(Supplied material)

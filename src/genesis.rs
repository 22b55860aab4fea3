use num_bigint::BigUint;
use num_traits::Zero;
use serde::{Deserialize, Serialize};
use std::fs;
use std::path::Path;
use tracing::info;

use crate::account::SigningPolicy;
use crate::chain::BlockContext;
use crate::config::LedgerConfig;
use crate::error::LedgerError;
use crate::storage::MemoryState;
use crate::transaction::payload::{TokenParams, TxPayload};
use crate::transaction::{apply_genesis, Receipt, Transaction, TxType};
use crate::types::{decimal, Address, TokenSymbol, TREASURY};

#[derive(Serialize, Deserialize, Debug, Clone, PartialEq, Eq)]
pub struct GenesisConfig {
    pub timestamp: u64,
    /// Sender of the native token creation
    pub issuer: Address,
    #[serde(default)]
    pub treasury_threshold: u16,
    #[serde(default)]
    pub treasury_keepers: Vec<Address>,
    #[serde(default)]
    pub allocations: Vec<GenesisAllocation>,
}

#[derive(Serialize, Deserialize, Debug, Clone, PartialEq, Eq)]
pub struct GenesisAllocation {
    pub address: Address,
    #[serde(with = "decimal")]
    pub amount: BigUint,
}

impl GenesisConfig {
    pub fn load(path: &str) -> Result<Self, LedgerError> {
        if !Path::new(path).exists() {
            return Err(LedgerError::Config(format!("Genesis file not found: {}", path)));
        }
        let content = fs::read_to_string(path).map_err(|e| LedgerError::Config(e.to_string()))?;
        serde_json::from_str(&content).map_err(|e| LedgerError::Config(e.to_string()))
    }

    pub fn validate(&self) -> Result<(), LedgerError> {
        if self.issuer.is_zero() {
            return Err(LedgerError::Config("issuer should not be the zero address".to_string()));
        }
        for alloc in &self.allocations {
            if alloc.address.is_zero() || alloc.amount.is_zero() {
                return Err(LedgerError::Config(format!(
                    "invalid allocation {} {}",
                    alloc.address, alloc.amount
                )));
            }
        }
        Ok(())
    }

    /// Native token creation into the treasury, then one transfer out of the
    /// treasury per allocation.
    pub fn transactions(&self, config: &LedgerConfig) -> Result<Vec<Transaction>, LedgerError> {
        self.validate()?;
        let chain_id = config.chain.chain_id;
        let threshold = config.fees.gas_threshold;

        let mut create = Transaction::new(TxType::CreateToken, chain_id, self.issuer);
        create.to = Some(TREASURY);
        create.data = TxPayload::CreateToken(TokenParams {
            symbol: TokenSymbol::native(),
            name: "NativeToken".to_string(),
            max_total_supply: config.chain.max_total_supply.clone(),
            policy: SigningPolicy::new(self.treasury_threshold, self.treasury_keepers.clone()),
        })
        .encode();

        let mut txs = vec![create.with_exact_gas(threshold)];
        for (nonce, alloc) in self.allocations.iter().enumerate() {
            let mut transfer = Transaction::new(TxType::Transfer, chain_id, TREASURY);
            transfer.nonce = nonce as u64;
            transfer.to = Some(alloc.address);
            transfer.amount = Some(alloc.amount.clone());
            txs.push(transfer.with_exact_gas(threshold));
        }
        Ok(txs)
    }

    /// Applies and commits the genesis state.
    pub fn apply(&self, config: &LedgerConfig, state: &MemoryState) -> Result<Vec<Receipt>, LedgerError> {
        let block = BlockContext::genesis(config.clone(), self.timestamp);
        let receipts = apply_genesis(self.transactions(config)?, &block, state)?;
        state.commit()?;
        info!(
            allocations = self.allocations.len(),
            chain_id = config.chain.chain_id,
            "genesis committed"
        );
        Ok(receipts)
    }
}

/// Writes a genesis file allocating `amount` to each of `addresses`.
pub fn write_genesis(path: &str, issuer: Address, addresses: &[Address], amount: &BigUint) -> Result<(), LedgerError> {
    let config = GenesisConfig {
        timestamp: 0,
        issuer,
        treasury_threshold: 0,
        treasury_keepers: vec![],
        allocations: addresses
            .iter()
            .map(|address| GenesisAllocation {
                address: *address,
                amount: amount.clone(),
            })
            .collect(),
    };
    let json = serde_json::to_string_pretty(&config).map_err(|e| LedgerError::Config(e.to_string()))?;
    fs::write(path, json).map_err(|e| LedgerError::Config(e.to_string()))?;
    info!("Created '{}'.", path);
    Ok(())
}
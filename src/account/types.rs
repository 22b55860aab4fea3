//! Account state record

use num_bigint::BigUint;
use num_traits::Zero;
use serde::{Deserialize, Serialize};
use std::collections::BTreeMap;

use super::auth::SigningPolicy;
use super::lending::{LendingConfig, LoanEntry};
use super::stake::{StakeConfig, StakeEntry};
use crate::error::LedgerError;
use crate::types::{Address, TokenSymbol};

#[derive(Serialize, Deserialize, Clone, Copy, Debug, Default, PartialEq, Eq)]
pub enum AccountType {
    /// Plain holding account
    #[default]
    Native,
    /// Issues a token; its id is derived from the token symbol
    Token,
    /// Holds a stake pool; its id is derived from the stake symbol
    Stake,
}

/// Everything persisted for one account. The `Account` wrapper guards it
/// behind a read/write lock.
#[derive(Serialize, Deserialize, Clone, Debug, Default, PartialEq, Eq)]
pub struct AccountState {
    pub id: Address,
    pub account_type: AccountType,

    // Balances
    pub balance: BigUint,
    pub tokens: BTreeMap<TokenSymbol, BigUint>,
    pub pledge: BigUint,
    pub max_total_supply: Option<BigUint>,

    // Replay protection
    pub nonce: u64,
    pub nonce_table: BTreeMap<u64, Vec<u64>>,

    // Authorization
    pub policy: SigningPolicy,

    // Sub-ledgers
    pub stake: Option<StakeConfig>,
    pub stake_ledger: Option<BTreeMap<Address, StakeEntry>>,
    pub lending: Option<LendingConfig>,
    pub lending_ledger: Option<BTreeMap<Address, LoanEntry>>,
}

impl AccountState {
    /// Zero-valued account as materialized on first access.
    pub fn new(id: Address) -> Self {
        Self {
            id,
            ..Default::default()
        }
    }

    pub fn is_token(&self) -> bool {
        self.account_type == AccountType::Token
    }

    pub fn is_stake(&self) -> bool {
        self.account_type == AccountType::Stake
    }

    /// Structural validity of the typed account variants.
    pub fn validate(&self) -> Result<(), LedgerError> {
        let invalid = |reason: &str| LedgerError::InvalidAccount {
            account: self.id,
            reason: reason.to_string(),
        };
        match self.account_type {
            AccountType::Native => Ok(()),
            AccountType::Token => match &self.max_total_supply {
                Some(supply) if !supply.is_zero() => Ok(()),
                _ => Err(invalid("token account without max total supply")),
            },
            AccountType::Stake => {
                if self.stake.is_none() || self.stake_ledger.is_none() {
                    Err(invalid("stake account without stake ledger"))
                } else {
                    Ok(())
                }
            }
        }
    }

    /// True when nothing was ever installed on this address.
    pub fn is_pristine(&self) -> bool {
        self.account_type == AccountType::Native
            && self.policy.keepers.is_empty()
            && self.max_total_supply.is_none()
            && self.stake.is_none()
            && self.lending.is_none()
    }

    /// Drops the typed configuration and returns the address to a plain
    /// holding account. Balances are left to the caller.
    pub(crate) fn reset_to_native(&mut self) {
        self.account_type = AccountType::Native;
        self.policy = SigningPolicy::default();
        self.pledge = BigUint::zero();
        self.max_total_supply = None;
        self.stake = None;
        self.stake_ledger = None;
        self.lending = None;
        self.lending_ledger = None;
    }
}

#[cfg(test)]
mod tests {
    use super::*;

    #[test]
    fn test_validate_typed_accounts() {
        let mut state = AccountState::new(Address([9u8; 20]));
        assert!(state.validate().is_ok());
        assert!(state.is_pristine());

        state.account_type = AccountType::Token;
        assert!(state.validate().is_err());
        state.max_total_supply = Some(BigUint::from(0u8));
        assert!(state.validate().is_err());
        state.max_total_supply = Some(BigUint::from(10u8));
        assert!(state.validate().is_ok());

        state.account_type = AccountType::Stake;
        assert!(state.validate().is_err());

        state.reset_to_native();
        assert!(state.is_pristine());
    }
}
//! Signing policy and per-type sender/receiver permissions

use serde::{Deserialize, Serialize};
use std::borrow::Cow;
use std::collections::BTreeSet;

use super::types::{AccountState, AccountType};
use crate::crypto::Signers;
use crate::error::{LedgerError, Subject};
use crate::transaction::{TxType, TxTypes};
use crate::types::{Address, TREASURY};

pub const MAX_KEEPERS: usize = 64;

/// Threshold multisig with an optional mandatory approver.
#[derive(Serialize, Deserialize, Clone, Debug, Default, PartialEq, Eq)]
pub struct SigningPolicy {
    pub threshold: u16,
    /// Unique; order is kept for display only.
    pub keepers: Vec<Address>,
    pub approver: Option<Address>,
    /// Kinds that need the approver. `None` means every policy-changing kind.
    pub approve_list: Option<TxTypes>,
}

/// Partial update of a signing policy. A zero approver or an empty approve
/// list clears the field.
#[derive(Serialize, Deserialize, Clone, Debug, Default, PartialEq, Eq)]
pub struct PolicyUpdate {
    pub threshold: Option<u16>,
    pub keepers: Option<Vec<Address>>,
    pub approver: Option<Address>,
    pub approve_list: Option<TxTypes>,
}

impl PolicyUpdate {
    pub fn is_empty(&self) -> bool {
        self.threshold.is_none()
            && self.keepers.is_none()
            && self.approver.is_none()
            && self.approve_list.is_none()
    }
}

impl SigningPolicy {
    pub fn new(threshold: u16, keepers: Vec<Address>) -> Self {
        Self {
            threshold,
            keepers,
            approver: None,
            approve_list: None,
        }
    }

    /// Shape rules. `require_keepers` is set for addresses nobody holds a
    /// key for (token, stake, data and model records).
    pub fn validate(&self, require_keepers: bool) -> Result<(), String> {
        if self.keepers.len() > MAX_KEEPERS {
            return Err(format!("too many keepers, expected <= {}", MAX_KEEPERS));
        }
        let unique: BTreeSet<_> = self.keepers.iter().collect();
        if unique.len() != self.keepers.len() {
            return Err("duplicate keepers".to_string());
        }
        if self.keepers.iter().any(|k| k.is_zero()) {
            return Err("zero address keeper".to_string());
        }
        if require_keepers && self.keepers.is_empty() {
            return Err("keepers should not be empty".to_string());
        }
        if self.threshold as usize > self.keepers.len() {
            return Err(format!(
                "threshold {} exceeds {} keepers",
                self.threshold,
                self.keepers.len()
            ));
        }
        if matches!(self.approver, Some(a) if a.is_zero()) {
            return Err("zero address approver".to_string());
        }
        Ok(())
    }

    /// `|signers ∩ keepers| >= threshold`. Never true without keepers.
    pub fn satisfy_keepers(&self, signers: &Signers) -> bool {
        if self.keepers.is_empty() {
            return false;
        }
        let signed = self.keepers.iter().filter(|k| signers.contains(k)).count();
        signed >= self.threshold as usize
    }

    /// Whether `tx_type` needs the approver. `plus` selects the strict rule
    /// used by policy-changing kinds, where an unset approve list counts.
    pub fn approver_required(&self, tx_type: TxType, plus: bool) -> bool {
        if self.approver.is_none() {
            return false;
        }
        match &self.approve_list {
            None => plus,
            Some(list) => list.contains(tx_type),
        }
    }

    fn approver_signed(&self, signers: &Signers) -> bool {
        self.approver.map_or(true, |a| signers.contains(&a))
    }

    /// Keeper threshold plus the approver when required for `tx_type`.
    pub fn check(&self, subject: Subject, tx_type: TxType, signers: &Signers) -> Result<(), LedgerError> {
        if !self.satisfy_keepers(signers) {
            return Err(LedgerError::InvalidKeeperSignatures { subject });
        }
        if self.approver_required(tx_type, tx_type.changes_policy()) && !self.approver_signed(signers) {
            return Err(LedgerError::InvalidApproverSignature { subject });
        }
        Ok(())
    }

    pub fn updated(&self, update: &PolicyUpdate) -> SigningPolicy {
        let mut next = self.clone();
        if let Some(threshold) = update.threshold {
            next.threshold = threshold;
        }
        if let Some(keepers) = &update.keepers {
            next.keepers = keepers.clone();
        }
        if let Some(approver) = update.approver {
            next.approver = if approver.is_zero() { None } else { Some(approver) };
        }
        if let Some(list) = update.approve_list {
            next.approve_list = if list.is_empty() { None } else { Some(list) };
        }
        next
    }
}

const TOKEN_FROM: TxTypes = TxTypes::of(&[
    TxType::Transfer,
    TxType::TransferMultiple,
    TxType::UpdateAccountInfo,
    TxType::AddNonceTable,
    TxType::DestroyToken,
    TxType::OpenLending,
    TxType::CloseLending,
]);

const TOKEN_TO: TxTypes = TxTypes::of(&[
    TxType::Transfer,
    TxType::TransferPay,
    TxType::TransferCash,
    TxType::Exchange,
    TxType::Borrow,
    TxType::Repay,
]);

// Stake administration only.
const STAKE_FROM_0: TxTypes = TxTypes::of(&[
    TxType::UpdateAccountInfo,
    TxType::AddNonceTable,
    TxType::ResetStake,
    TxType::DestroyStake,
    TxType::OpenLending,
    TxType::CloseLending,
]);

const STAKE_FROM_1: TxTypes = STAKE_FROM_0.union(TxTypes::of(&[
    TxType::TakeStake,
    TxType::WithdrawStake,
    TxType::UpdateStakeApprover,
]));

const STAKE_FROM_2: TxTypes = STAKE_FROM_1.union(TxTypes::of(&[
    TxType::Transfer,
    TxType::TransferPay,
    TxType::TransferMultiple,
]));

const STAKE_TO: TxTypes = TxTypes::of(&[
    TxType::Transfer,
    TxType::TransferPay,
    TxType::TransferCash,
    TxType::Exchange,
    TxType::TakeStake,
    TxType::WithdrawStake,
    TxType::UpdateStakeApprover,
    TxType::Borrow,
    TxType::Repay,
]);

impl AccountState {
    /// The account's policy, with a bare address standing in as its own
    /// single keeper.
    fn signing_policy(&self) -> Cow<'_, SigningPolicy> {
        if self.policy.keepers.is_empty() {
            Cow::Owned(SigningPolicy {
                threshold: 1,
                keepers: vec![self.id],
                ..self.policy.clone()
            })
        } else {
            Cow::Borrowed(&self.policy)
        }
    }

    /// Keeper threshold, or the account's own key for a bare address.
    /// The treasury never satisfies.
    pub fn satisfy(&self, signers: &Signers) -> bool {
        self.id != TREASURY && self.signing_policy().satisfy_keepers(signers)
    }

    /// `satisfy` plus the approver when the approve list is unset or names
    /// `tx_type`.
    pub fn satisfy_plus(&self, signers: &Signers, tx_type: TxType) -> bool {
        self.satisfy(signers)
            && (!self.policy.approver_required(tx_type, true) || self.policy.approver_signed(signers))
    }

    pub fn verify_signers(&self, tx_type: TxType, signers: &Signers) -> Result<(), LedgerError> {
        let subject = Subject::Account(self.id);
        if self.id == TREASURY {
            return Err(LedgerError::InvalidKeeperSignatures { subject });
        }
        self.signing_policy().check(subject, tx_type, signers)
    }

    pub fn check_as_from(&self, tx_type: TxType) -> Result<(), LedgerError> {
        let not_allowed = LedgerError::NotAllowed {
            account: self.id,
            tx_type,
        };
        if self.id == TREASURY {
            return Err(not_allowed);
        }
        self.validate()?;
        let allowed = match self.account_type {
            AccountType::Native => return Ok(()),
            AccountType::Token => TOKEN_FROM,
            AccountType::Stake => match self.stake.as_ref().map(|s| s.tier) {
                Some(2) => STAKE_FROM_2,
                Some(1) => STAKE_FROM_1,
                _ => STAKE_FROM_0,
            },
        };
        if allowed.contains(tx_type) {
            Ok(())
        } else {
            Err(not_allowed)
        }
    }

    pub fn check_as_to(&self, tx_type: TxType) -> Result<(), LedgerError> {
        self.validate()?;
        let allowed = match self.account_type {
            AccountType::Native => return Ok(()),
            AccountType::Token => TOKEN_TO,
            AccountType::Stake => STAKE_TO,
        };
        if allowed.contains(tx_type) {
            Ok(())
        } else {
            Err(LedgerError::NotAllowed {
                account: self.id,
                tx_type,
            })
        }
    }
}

(End Supplied material)

## Aim of the task
Extract every line above that contains the word "CreateToken".

## Response to this task
        let mut create = Transaction::new(TxType::CreateToken, chain_id, self.issuer);
        create.data = TxPayload::CreateToken(TokenParams {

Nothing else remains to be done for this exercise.